§ RECORDS:
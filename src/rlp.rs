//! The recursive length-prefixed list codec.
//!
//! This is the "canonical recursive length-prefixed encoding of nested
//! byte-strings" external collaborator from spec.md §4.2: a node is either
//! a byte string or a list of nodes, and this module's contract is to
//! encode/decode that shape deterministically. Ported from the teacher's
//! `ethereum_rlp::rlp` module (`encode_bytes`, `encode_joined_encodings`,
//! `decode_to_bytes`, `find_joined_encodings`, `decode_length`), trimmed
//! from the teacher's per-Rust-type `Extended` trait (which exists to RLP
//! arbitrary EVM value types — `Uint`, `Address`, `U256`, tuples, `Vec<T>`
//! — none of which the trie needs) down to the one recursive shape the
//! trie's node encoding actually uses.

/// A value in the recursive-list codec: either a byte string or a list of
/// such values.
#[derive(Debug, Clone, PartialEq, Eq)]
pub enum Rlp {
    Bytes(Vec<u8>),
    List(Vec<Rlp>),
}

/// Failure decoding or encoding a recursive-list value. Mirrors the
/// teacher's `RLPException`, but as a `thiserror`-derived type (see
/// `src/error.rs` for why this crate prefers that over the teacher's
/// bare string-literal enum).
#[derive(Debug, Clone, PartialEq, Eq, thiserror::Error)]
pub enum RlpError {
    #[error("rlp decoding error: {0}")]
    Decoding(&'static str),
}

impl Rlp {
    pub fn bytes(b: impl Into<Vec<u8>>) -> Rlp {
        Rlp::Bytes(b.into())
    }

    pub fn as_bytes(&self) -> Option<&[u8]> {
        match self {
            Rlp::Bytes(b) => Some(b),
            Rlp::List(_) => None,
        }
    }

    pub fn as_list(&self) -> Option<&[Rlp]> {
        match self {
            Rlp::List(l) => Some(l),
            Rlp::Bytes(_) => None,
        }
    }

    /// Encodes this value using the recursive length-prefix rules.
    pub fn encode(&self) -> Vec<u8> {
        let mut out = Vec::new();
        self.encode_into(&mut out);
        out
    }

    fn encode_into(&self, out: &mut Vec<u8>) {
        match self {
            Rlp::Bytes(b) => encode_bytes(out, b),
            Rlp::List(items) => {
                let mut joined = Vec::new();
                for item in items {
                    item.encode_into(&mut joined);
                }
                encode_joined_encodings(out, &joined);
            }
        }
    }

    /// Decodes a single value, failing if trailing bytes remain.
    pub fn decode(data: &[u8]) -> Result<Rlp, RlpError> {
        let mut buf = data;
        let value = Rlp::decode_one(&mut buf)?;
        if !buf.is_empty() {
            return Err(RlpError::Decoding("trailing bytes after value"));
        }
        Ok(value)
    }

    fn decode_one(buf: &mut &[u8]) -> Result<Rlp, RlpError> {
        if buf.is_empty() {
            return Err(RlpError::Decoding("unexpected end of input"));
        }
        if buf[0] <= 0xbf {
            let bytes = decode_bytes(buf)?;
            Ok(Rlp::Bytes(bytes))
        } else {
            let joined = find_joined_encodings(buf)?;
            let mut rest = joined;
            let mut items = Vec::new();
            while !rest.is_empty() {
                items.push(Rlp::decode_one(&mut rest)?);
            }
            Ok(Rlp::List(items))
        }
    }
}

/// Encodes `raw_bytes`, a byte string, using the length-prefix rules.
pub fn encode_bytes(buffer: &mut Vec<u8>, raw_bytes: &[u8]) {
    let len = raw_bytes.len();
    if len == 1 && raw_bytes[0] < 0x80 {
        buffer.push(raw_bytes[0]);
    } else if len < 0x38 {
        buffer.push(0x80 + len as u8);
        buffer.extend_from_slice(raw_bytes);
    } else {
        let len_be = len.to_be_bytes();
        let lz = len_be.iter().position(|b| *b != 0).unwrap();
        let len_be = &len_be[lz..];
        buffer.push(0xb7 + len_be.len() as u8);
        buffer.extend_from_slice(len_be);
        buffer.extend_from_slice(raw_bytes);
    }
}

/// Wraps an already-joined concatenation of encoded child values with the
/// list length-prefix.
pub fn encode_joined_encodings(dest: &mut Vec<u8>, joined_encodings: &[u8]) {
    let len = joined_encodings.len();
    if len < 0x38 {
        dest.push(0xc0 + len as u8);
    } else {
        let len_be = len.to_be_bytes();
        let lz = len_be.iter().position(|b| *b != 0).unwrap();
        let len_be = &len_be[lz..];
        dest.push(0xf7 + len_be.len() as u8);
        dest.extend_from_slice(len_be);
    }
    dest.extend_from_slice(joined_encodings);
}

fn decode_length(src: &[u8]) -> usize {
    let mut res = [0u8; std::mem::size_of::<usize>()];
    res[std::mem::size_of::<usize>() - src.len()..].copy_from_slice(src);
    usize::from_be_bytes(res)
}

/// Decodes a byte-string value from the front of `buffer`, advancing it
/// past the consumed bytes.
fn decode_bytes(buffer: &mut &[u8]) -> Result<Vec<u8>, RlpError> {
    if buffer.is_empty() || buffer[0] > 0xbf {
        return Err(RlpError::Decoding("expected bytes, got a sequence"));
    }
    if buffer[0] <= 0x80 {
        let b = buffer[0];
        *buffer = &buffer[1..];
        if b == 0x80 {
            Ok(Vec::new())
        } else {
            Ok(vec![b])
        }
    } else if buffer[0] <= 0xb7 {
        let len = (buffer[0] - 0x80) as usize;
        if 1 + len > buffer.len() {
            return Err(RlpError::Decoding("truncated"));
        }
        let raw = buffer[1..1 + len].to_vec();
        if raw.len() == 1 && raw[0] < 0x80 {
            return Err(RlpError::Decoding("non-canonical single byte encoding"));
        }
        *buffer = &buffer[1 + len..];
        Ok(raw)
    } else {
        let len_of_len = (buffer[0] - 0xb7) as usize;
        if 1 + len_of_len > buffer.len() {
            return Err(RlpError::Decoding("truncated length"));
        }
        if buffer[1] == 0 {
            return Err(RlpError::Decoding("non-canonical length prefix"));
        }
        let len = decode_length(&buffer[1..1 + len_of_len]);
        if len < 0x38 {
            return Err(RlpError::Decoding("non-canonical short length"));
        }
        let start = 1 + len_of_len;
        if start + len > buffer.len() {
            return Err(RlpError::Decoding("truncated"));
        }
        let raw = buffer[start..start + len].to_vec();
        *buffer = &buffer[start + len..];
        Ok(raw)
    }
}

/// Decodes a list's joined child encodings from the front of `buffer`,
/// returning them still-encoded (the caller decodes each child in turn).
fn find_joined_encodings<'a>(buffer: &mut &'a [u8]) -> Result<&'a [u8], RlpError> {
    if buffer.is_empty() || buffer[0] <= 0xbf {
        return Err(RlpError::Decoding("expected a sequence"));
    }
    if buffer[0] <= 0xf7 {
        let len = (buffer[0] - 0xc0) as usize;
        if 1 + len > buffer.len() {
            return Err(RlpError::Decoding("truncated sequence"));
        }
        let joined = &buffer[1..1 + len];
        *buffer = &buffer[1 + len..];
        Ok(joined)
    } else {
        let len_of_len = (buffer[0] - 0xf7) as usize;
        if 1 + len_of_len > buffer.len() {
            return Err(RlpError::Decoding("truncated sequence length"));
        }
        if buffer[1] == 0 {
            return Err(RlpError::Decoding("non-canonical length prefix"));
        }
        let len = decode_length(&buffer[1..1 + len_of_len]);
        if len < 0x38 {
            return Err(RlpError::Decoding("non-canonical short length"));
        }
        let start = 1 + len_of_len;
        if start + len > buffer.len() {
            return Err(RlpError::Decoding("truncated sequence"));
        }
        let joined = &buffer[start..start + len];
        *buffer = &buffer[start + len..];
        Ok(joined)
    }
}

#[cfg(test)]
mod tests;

---

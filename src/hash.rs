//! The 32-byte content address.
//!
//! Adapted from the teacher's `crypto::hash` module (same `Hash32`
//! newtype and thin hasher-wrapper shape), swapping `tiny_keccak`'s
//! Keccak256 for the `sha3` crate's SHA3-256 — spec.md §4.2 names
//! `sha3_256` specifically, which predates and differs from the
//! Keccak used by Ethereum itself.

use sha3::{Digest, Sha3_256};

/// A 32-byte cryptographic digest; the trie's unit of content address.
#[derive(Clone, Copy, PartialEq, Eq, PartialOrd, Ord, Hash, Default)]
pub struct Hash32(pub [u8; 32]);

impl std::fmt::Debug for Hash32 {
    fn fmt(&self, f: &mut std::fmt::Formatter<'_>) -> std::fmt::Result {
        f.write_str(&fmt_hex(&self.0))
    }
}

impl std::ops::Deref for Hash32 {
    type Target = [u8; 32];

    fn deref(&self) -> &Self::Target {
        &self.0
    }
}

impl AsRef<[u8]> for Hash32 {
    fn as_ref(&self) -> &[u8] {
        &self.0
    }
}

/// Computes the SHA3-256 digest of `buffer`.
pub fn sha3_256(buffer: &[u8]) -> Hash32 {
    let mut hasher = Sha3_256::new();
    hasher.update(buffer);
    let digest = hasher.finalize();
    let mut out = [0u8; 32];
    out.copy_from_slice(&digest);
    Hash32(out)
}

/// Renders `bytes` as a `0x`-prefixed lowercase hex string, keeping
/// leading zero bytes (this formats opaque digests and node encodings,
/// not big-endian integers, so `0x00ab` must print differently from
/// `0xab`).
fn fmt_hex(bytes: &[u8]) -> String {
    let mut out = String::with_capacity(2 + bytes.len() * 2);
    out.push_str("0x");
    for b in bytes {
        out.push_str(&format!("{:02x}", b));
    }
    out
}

§ PROMPT: Look through the data above and return exactly the lines from the one that contains "Computes the SHA3-256" to the one that contains "fn fmt_hex(bytes: &[u8])", inclusive, with nothing else.

§ THE COMPLETED TASK:
/// Computes the SHA3-256 digest of `buffer`.
pub fn sha3_256(buffer: &[u8]) -> Hash32 {
    let mut hasher = Sha3_256::new();
    hasher.update(buffer);
    let digest = hasher.finalize();
    let mut out = [0u8; 32];
    out.copy_from_slice(&digest);
    Hash32(out)
}

/// Renders `bytes` as a `0x`-prefixed lowercase hex string, keeping
/// leading zero bytes (this formats opaque digests and node encodings,
/// not big-endian integers, so `0x00ab` must print differently from
/// `0xab`).
fn fmt_hex(bytes: &[u8]) -> String {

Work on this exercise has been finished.